(Stored data)
╭──
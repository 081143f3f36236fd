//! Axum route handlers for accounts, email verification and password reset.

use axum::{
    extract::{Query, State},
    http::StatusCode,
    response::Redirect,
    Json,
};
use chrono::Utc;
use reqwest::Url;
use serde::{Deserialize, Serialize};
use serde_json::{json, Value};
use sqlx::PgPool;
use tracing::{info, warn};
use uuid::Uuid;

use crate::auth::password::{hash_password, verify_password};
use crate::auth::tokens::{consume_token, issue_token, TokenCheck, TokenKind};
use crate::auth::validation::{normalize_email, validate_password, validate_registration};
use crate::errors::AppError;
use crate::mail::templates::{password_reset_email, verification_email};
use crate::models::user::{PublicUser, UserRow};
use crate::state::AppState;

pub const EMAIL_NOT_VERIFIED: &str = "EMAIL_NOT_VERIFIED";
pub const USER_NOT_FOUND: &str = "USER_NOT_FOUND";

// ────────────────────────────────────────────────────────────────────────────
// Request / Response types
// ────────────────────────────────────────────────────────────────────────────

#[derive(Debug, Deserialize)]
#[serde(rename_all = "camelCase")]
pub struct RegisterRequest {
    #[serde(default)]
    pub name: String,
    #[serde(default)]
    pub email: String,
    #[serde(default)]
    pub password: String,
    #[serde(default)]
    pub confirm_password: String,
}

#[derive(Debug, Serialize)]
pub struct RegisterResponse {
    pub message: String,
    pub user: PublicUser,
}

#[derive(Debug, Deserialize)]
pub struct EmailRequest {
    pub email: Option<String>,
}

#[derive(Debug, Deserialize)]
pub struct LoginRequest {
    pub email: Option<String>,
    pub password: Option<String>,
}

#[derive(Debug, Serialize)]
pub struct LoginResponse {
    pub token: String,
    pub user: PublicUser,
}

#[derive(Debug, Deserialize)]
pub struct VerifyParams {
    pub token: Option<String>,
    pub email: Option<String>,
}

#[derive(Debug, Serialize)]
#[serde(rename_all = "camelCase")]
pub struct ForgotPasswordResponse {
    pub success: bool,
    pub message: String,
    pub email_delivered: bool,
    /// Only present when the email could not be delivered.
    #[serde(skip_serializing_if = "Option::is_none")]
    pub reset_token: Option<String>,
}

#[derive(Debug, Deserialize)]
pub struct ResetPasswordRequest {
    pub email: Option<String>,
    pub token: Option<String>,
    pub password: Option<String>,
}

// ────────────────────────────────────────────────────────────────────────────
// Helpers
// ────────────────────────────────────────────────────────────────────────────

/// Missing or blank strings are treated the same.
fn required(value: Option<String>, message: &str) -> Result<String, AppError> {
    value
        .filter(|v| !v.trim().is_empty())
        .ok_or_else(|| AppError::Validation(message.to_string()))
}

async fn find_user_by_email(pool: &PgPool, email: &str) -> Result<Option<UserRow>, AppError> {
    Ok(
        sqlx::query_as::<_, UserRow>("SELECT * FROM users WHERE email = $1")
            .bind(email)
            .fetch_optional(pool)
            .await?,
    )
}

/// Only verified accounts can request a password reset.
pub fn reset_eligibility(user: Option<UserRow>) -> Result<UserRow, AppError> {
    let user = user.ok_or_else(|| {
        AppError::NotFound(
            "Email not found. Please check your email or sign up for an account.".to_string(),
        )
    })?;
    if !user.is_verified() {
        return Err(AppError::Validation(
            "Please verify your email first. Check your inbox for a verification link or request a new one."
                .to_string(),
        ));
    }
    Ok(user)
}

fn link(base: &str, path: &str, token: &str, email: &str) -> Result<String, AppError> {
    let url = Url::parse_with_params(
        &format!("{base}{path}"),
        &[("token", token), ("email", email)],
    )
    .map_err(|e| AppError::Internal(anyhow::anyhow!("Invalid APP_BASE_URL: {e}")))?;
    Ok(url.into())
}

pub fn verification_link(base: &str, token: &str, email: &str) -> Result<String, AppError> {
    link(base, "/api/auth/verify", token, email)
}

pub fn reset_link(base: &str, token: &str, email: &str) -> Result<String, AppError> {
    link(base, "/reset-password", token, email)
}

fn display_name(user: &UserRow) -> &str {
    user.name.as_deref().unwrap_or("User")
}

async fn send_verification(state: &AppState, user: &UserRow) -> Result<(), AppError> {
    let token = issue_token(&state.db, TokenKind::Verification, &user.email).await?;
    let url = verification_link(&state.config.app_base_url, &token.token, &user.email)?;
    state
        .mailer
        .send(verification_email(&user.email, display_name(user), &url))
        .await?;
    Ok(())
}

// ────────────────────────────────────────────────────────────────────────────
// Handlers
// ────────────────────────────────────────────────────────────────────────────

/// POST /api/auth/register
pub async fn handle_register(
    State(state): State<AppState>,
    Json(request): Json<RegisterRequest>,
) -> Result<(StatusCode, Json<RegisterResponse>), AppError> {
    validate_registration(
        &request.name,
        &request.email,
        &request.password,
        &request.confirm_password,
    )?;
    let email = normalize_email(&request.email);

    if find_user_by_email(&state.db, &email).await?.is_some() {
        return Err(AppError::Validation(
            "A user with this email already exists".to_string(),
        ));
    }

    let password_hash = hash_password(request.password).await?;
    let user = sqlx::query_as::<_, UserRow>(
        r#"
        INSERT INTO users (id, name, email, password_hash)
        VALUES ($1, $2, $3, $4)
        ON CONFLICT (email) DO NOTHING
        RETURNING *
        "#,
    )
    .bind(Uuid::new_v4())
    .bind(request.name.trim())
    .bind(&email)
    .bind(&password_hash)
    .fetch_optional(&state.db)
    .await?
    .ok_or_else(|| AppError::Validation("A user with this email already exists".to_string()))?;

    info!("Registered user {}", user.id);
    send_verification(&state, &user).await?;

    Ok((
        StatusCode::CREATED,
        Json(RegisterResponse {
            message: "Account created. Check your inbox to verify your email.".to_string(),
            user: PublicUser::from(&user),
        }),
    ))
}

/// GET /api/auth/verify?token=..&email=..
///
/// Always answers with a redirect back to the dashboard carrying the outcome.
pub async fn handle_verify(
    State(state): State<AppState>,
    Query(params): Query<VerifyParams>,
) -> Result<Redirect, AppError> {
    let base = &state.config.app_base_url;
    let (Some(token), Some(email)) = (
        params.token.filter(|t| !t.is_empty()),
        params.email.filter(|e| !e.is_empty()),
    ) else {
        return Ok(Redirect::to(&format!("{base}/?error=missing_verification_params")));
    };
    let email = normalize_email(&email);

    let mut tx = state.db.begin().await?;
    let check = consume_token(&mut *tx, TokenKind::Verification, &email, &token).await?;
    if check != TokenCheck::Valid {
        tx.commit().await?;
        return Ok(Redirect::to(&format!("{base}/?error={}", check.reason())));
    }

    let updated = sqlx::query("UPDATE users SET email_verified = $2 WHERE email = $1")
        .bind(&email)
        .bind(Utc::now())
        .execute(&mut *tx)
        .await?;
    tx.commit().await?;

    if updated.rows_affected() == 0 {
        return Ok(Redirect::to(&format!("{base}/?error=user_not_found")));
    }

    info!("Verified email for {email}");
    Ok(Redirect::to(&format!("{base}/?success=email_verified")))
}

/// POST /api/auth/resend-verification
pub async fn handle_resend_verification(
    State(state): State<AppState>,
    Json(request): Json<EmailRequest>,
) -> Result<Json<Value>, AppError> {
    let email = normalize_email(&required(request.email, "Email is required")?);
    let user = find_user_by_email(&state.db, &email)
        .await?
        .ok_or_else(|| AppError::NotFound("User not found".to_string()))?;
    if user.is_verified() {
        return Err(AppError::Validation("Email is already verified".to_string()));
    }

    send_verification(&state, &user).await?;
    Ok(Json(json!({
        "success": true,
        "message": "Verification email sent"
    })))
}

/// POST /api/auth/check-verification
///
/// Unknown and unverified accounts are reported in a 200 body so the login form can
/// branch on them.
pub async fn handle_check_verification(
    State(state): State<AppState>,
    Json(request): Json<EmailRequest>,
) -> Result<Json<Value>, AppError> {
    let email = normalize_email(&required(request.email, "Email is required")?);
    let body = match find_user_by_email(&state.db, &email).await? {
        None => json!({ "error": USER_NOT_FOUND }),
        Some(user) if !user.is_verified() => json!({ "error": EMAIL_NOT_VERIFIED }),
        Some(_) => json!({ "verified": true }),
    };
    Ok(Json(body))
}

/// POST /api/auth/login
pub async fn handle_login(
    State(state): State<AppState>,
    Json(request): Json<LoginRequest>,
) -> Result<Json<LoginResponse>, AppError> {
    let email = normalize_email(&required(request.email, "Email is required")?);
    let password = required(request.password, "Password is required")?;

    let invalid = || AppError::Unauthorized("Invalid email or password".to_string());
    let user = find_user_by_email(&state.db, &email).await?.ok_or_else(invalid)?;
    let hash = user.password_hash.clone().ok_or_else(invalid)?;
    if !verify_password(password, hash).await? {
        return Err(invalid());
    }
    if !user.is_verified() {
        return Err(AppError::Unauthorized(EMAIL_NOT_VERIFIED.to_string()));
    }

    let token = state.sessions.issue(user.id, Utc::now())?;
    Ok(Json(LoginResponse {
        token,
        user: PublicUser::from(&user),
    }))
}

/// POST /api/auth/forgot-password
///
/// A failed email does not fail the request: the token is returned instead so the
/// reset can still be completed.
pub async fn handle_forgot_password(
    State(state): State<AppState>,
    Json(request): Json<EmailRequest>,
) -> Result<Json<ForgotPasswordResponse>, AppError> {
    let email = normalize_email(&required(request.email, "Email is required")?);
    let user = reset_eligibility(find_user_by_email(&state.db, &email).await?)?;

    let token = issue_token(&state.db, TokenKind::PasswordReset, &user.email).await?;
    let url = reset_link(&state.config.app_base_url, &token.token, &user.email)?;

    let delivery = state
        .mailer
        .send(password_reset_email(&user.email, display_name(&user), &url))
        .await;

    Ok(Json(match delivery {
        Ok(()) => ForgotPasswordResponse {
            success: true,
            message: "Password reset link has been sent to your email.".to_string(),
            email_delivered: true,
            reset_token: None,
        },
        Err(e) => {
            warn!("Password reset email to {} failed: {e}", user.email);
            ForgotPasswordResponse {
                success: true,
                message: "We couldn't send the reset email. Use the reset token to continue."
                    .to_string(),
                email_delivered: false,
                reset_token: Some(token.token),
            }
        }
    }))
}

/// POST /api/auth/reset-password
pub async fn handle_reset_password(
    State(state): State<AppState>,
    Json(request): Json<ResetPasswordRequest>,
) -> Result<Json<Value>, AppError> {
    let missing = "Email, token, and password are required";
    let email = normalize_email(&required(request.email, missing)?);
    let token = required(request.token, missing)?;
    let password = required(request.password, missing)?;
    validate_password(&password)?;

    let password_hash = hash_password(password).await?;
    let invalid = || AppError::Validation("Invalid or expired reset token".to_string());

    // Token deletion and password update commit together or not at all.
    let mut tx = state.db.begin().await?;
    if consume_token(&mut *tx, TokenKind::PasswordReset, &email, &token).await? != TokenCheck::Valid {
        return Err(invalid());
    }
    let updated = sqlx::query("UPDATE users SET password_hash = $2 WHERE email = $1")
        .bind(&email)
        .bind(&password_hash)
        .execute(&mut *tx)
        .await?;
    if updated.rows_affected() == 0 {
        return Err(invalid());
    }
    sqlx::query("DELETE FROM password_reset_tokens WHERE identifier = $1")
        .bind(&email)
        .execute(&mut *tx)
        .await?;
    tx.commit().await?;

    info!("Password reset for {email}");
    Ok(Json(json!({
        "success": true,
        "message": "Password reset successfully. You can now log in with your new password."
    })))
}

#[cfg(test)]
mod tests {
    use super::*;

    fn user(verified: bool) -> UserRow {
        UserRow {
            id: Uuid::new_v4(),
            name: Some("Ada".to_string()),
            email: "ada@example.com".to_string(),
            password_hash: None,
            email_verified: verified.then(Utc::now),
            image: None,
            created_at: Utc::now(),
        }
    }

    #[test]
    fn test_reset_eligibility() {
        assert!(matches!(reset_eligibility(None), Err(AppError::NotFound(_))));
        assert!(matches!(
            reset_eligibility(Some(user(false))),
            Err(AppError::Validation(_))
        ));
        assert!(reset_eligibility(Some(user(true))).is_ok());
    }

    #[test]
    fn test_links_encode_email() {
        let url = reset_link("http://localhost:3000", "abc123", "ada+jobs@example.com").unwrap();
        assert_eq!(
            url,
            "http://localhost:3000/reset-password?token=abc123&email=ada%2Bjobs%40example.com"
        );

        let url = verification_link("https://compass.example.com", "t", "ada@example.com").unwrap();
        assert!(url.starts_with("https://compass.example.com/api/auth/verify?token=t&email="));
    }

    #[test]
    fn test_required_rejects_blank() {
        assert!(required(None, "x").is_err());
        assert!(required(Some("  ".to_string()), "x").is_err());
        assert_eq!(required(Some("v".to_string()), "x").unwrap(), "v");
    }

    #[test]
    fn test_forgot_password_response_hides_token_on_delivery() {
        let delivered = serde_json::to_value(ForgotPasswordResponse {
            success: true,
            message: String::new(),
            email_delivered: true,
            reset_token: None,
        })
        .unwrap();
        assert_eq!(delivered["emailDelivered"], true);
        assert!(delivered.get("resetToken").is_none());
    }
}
╰──
◆ **Work to complete**
Check every line above for the string "LoginRequest" and copy those that have it.

◆ **Result for this task**
pub struct LoginRequest {
    Json(request): Json<LoginRequest>,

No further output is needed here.